>>>>

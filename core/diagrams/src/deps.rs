//! The deployment dependency graph synthesizer.
//!
//! Takes the declarative deployment graph (workload deployments and their
//! `dependsOn` lists) and produces a reduced, layer-classified DAG augmented
//! with cross-cluster edges inferred from service mesh entries. The output is
//! a flow artifact carrying a JSON payload of nodes and edges for the
//! front-end graph renderer.
use std::collections::BTreeMap;
use std::collections::BTreeSet;
use std::collections::HashSet;

use serde::Serialize;

use clustermap_models::DiagramArtifact;
use clustermap_models::DiagramKind;
use clustermap_models::Kustomization;
use clustermap_models::ServiceEntry;
use clustermap_models::Snapshot;

/// Istio location marking an endpoint outside the local mesh.
const MESH_EXTERNAL: &str = "MESH_EXTERNAL";

/// Suffix conventionally appended to mesh network labels.
const NETWORK_SUFFIX: &str = "-network";

#[derive(Debug, Serialize)]
struct FlowNode {
    id: String,
    label: String,
    cluster: String,
    layer: String,
}

#[derive(Debug, Serialize)]
struct FlowEdge {
    id: String,
    source: String,
    target: String,
    #[serde(rename = "crossCluster", skip_serializing_if = "Option::is_none")]
    cross_cluster: Option<bool>,
}

#[derive(Debug, Serialize)]
struct FlowPayload {
    nodes: Vec<FlowNode>,
    edges: Vec<FlowEdge>,
}

/// Render the deployment dependency flow artifact.
pub fn generate(snapshot: &Snapshot) -> DiagramArtifact {
    if snapshot.kustomizations.is_empty() {
        return crate::placeholder(
            "dependencies",
            "Deployment Dependencies",
            "No workload deployments discovered yet.",
        );
    }

    // Node identity is `{cluster}/{name}`.
    let mut nodes: Vec<FlowNode> = snapshot
        .kustomizations
        .iter()
        .map(|kustomization| FlowNode {
            id: node_id(&kustomization.cluster, &kustomization.name),
            label: kustomization.name.clone(),
            cluster: kustomization.cluster.clone(),
            layer: layer_of(&kustomization.path),
        })
        .collect();
    nodes.sort_by(|a, b| a.id.cmp(&b.id));
    let known: HashSet<&str> = nodes.iter().map(|node| node.id.as_str()).collect();

    // Direct edges point from dependency to dependent. References to names
    // that do not exist in the same cluster are dropped silently.
    let mut direct: BTreeSet<(String, String)> = BTreeSet::new();
    for kustomization in &snapshot.kustomizations {
        let target = node_id(&kustomization.cluster, &kustomization.name);
        for dependency in &kustomization.depends_on {
            let source = node_id(&kustomization.cluster, dependency);
            if !known.contains(source.as_str()) || source == target {
                continue;
            }
            direct.insert((source, target.clone()));
        }
    }
    let reduced = transitive_reduction(&direct);

    let cross = cross_cluster_edges(
        &snapshot.kustomizations,
        &snapshot.service_entries,
        &snapshot.cluster_names(),
    );

    let mut edges: Vec<FlowEdge> = reduced
        .into_iter()
        .map(|(source, target)| FlowEdge {
            id: format!("{}->{}", source, target),
            source,
            target,
            cross_cluster: None,
        })
        .chain(cross.into_iter().map(|(source, target)| FlowEdge {
            id: format!("{}->{}", source, target),
            source,
            target,
            cross_cluster: Some(true),
        }))
        .collect();
    edges.sort_by(|a, b| (&a.source, &a.target).cmp(&(&b.source, &b.target)));

    let payload = FlowPayload { nodes, edges };
    let content = serde_json::to_string(&payload).expect("flow payload must serialise");
    DiagramArtifact::new(
        "dependencies",
        "Deployment Dependencies",
        DiagramKind::Flow,
        content,
    )
}

fn node_id(cluster: &str, name: &str) -> String {
    format!("{}/{}", cluster, name)
}

/// Layer classification from the deployment's repository path.
///
/// The layer is the third path segment after stripping a leading `./`; paths
/// with fewer segments fall back to the first non-empty segment, empty paths
/// to the literal `unknown`.
pub fn layer_of(path: &str) -> String {
    let path = path.strip_prefix("./").unwrap_or(path);
    let segments: Vec<&str> = path.split('/').filter(|segment| !segment.is_empty()).collect();
    if segments.len() >= 3 {
        return segments[2].to_string();
    }
    segments
        .first()
        .map(|segment| segment.to_string())
        .unwrap_or_else(|| String::from("unknown"))
}

/// Remove edges whose endpoints stay connected through an alternative path.
///
/// Edges are considered in deterministic order against the surviving edge
/// set, so a dependency can never be disconnected: an edge is only dropped
/// while another path between its endpoints remains. Cycles in the input
/// terminate cleanly; surplus back-edges may survive.
fn transitive_reduction(edges: &BTreeSet<(String, String)>) -> BTreeSet<(String, String)> {
    let mut kept = edges.clone();
    for edge in edges {
        if reachable_without(&kept, edge) {
            kept.remove(edge);
        }
    }
    kept
}

/// Depth-first reachability from `edge.0` to `edge.1` avoiding `edge` itself.
fn reachable_without(edges: &BTreeSet<(String, String)>, edge: &(String, String)) -> bool {
    let mut adjacency: BTreeMap<&str, Vec<&str>> = BTreeMap::new();
    for (source, target) in edges {
        if (source, target) == (&edge.0, &edge.1) {
            continue;
        }
        adjacency.entry(source.as_str()).or_default().push(target.as_str());
    }

    // Explicit stack with a visited set keeps cyclic inputs from recursing.
    let mut visited: HashSet<&str> = HashSet::new();
    let mut stack: Vec<&str> = vec![edge.0.as_str()];
    while let Some(node) = stack.pop() {
        let Some(next) = adjacency.get(node) else {
            continue;
        };
        for target in next {
            if *target == edge.1 {
                return true;
            }
            if visited.insert(target) {
                stack.push(target);
            }
        }
    }
    false
}

/// Infer provider to consumer edges between clusters from mesh service entries.
fn cross_cluster_edges(
    kustomizations: &[Kustomization],
    entries: &[ServiceEntry],
    clusters: &[String],
) -> Vec<(String, String)> {
    let mut edges = Vec::new();
    let mut seen: HashSet<(String, String)> = HashSet::new();
    for entry in entries {
        if entry.location != MESH_EXTERNAL || entry.network.is_empty() {
            continue;
        }

        // The network label names the providing cluster.
        let base = strip_suffix_ignore_case(&entry.network, NETWORK_SUFFIX);
        let target_cluster = match clusters
            .iter()
            .find(|cluster| cluster.eq_ignore_ascii_case(base))
        {
            Some(cluster) => cluster,
            None => continue,
        };
        if target_cluster.eq_ignore_ascii_case(&entry.cluster) {
            continue;
        }

        // The entry name carries the remote service, prefixed by its cluster.
        let prefix = format!("{}-", target_cluster.to_lowercase());
        let service = entry.name.strip_prefix(&prefix).unwrap_or(&entry.name);

        let consumer = match pick_workload(kustomizations, &entry.cluster, service) {
            Some(workload) => workload,
            None => continue,
        };
        let provider = match pick_workload(kustomizations, target_cluster, service) {
            Some(workload) => workload,
            None => continue,
        };

        // Provider to consumer, de-duplicated by unordered endpoint pair.
        let source = node_id(target_cluster, &provider);
        let target = node_id(&entry.cluster, &consumer);
        let pair = if source < target {
            (source.clone(), target.clone())
        } else {
            (target.clone(), source.clone())
        };
        if seen.insert(pair) {
            edges.push((source, target));
        }
    }
    edges
}

/// Pick the workload in a cluster backing a service name.
///
/// Among workloads whose name contains the service name (case-insensitive)
/// the shortest name wins as the most specific match; ties break
/// lexicographically for determinism. Falls back to any workload containing
/// `platform`.
fn pick_workload(
    kustomizations: &[Kustomization],
    cluster: &str,
    service: &str,
) -> Option<String> {
    let service = service.to_lowercase();
    let in_cluster = kustomizations
        .iter()
        .filter(|kustomization| kustomization.cluster == cluster);

    let mut matches: Vec<&str> = in_cluster
        .clone()
        .filter(|kustomization| kustomization.name.to_lowercase().contains(&service))
        .map(|kustomization| kustomization.name.as_str())
        .collect();
    if matches.is_empty() {
        matches = in_cluster
            .filter(|kustomization| kustomization.name.to_lowercase().contains("platform"))
            .map(|kustomization| kustomization.name.as_str())
            .collect();
    }
    matches.sort_by(|a, b| a.len().cmp(&b.len()).then_with(|| a.cmp(b)));
    matches.first().map(|name| name.to_string())
}

fn strip_suffix_ignore_case<'a>(value: &'a str, suffix: &str) -> &'a str {
    if value.len() >= suffix.len() {
        let (head, tail) = value.split_at(value.len() - suffix.len());
        if tail.eq_ignore_ascii_case(suffix) {
            return head;
        }
    }
    value
}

<<<<

- _What this task involves_
Exactly the lines from the one holding "let service = service.to_lowercase();" to the final line of the listing, both included, must make up the answer.

- _Output below_
    let service = service.to_lowercase();
    let in_cluster = kustomizations
        .iter()
        .filter(|kustomization| kustomization.cluster == cluster);

    let mut matches: Vec<&str> = in_cluster
        .clone()
        .filter(|kustomization| kustomization.name.to_lowercase().contains(&service))
        .map(|kustomization| kustomization.name.as_str())
        .collect();
    if matches.is_empty() {
        matches = in_cluster
            .filter(|kustomization| kustomization.name.to_lowercase().contains("platform"))
            .map(|kustomization| kustomization.name.as_str())
            .collect();
    }
    matches.sort_by(|a, b| a.len().cmp(&b.len()).then_with(|| a.cmp(b)));
    matches.first().map(|name| name.to_string())
}

fn strip_suffix_ignore_case<'a>(value: &'a str, suffix: &str) -> &'a str {
    if value.len() >= suffix.len() {
        let (head, tail) = value.split_at(value.len() - suffix.len());
        if tail.eq_ignore_ascii_case(suffix) {
            return head;
        }
    }
    value
}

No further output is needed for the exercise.